瑠璃(るり)は山間(やまあい)の小さな町で育った。町を囲む野原には、四季折々の草木が生い茂り、春には新芽が光を浴び、夏には花が咲き乱れる。瑠璃はその風景を幼い頃から愛していた。しかし、大人になるにつれ、世界は彼女に厳しい現実を突きつけた。

高校を卒業し、町を離れた瑠璃は都会の会社で働き始めた。初めの頃は希望に満ちていたが、毎日続く激務に追われるうちに、彼女の心は疲れ切っていた。上司の怒声、同僚の無関心、そして終わりの見えない仕事。それでも瑠璃はただ耐え続けた。
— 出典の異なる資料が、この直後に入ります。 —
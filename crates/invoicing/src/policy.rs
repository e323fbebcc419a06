//! Reconciliation policy knobs.
//!
//! Defaults reproduce the long-standing behavior of the back office: live
//! catalog prices on update, no restock for lines dropped by an update, and
//! per-item stock commits on create.

use core::str::FromStr;
use serde::{Deserialize, Serialize};

use tillbook_core::DomainError;

/// Where an invoice update takes unit prices from.
#[derive(Debug, Clone, Copy, Default, PartialEq, Eq, Serialize, Deserialize)]
#[serde(rename_all = "kebab-case")]
pub enum PriceSource {
    /// Current catalog price of each product.
    #[default]
    Live,
    /// Price already on the invoice; the request's price for new products.
    Snapshot,
}

/// How a multi-item create commits stock decrements.
#[derive(Debug, Clone, Copy, Default, PartialEq, Eq, Serialize, Deserialize)]
#[serde(rename_all = "kebab-case")]
pub enum StockCommit {
    /// Validate and decrement item by item. A failure on item N keeps
    /// items 1..N-1 decremented.
    #[default]
    PerItem,
    /// Validate every item first, then apply all decrements as one batch.
    AllOrNothing,
}

#[derive(Debug, Clone, Copy, Default, PartialEq, Eq, Serialize, Deserialize)]
pub struct ReconcilePolicy {
    pub price_source: PriceSource,
    /// Return stock for products an update removes from the invoice.
    pub restock_removed_items: bool,
    pub stock_commit: StockCommit,
}

impl FromStr for PriceSource {
    type Err = DomainError;

    fn from_str(s: &str) -> Result<Self, Self::Err> {
        match s.trim().to_lowercase().as_str() {
            "live" => Ok(Self::Live),
            "snapshot" => Ok(Self::Snapshot),
            other => Err(DomainError::validation(format!(
                "price source must be one of: live, snapshot (got {other:?})"
            ))),
        }
    }
}

impl FromStr for StockCommit {
    type Err = DomainError;

    fn from_str(s: &str) -> Result<Self, Self::Err> {
        match s.trim().to_lowercase().replace('_', "-").as_str() {
            "per-item" => Ok(Self::PerItem),
            "all-or-nothing" => Ok(Self::AllOrNothing),
            other => Err(DomainError::validation(format!(
                "stock commit must be one of: per-item, all-or-nothing (got {other:?})"
            ))),
        }
    }
}

#[cfg(test)]
mod tests {
    use super::*;

    #[test]
    fn defaults_match_legacy_behavior() {
        let policy = ReconcilePolicy::default();
        assert_eq!(policy.price_source, PriceSource::Live);
        assert!(!policy.restock_removed_items);
        assert_eq!(policy.stock_commit, StockCommit::PerItem);
    }

    #[test]
    fn parses_case_and_separator_variants() {
        assert_eq!("Snapshot".parse::<PriceSource>().unwrap(), PriceSource::Snapshot);
        assert_eq!(
            "ALL_OR_NOTHING".parse::<StockCommit>().unwrap(),
            StockCommit::AllOrNothing
        );
        assert!("cheapest".parse::<PriceSource>().is_err());
    }
}
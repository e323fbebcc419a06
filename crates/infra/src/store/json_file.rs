use std::fs;
use std::io::Write as _;
use std::path::{Path, PathBuf};
use std::sync::RwLock;

use tracing::{debug, instrument};

use super::{Collections, Document, DocumentBackend, StoreError};

/// Durable store backed by one JSON document on disk.
///
/// ## Write path
///
/// Each write mutates a copy of the collections, serializes it to
/// `<file>.tmp`, fsyncs, then renames over the real file. Only after the
/// rename succeeds does the in-memory copy replace the live one, so a failed
/// write is invisible to later reads and to the file.
///
/// One process owns the file. Nothing coordinates multiple processes writing
/// the same path.
#[derive(Debug)]
pub struct JsonFileStore {
    path: PathBuf,
    inner: RwLock<Collections>,
}

impl JsonFileStore {
    /// Open `path`, starting empty if the file does not exist yet.
    #[instrument(skip(path), fields(path = %path.as_ref().display()), err)]
    pub fn open(path: impl AsRef<Path>) -> Result<Self, StoreError> {
        let path = path.as_ref().to_path_buf();
        let collections = if path.exists() {
            let raw = fs::read_to_string(&path)?;
            let document: Document = serde_json::from_str(&raw)?;
            debug!(
                products = document.products.len(),
                categories = document.categories.len(),
                invoices = document.invoices.len(),
                "loaded document"
            );
            Collections::from_document(document)?
        } else {
            debug!("no document yet; starting empty");
            Collections::new()
        };

        Ok(Self {
            path,
            inner: RwLock::new(collections),
        })
    }

    fn persist(&self, collections: &Collections) -> Result<(), StoreError> {
        let json = serde_json::to_vec_pretty(&collections.to_document())?;

        if let Some(parent) = self.path.parent().filter(|p| !p.as_os_str().is_empty()) {
            fs::create_dir_all(parent)?;
        }

        let mut tmp = self.path.clone().into_os_string();
        tmp.push(".tmp");
        let tmp = PathBuf::from(tmp);

        let mut file = fs::File::create(&tmp)?;
        file.write_all(&json)?;
        file.sync_all()?;
        fs::rename(&tmp, &self.path)?;
        Ok(())
    }
}

impl DocumentBackend for JsonFileStore {
    fn read<T>(&self, f: impl FnOnce(&Collections) -> T) -> Result<T, StoreError> {
        let guard = self.inner.read().map_err(|_| StoreError::LockPoisoned)?;
        Ok(f(&guard))
    }

    fn write<T>(
        &self,
        f: impl FnOnce(&mut Collections) -> Result<T, StoreError>,
    ) -> Result<T, StoreError> {
        let mut guard = self.inner.write().map_err(|_| StoreError::LockPoisoned)?;
        let mut next = guard.clone();
        let out = f(&mut next)?;
        self.persist(&next)?;
        *guard = next;
        Ok(out)
    }
}

#[cfg(test)]
mod tests {
    use super::*;
    use crate::store::{CategoryStore, ProductStore};
    use chrono::Utc;
    use tillbook_catalog::{Category, NewProduct, Product};
    use tillbook_core::{CategoryId, ProductId};

    fn scratch_path(name: &str) -> PathBuf {
        std::env::temp_dir()
            .join(format!("tillbook-{}-{}", name, ProductId::new()))
            .join("store.json")
    }

    fn pen() -> Product {
        Product::create(
            ProductId::new(),
            NewProduct {
                name: "Pen".to_string(),
                company: "Acme".to_string(),
                category: "Stationery".to_string(),
                quantity: 10,
                price: 5,
                actual_price: 3,
            },
            Utc::now(),
        )
        .unwrap()
    }

    #[test]
    fn writes_survive_reopen() {
        let path = scratch_path("reopen");
        {
            let store = JsonFileStore::open(&path).unwrap();
            store.upsert_product(pen()).unwrap();
            store
                .upsert_category(Category::create(CategoryId::new(), "Stationery", Utc::now()).unwrap())
                .unwrap();
            store.adjust_quantity("Pen", -3, Utc::now()).unwrap();
        }

        let reopened = JsonFileStore::open(&path).unwrap();
        let pen = reopened.find_product_by_name("Pen").unwrap().unwrap();
        assert_eq!(pen.quantity(), 7);
        assert_eq!(reopened.list_categories().unwrap().len(), 1);

        let _ = fs::remove_dir_all(path.parent().unwrap());
    }

    #[test]
    fn rejected_write_changes_nothing_on_disk() {
        let path = scratch_path("rejected");
        let store = JsonFileStore::open(&path).unwrap();
        store.upsert_product(pen()).unwrap();
        let before = fs::read_to_string(&path).unwrap();

        assert!(store.adjust_quantity("Pen", -11, Utc::now()).is_err());

        assert_eq!(fs::read_to_string(&path).unwrap(), before);
        assert_eq!(store.find_product_by_name("Pen").unwrap().unwrap().quantity(), 10);

        let _ = fs::remove_dir_all(path.parent().unwrap());
    }

    #[test]
    fn corrupt_document_fails_to_open() {
        let path = scratch_path("corrupt");
        fs::create_dir_all(path.parent().unwrap()).unwrap();
        fs::write(&path, "{ not json").unwrap();

        assert!(matches!(
            JsonFileStore::open(&path),
            Err(StoreError::Serialization(_))
        ));

        let _ = fs::remove_dir_all(path.parent().unwrap());
    }
}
ある日、ふと窓の外を見ると、雑草が一面の空き地を覆っているのが目に入った。踏みつけられ、刈り取られ、また芽吹くその生命力。小さな雑草が光に向かって伸びているのを見た瞬間、彼女は不思議と心が軽くなった。

「私も、こうでありたい」と思った。

第二章:獣の誇り

ある晩、瑠璃は会社を辞める決意をした。小さな町に戻るためではない。彼女は自分の「誇り」を取り戻したかったのだ。かつて夢見ていた道、子供の頃から心を惹かれていた自然保護の仕事を追いかけることを選んだのだ。

しかし、それは容易な道ではなかった。周囲からの「現実を見ろ」という声、そして自分自身の不安が、彼女を何度も立ち止まらせた。それでも、野を駆ける獣のように、彼女は足を止めなかった。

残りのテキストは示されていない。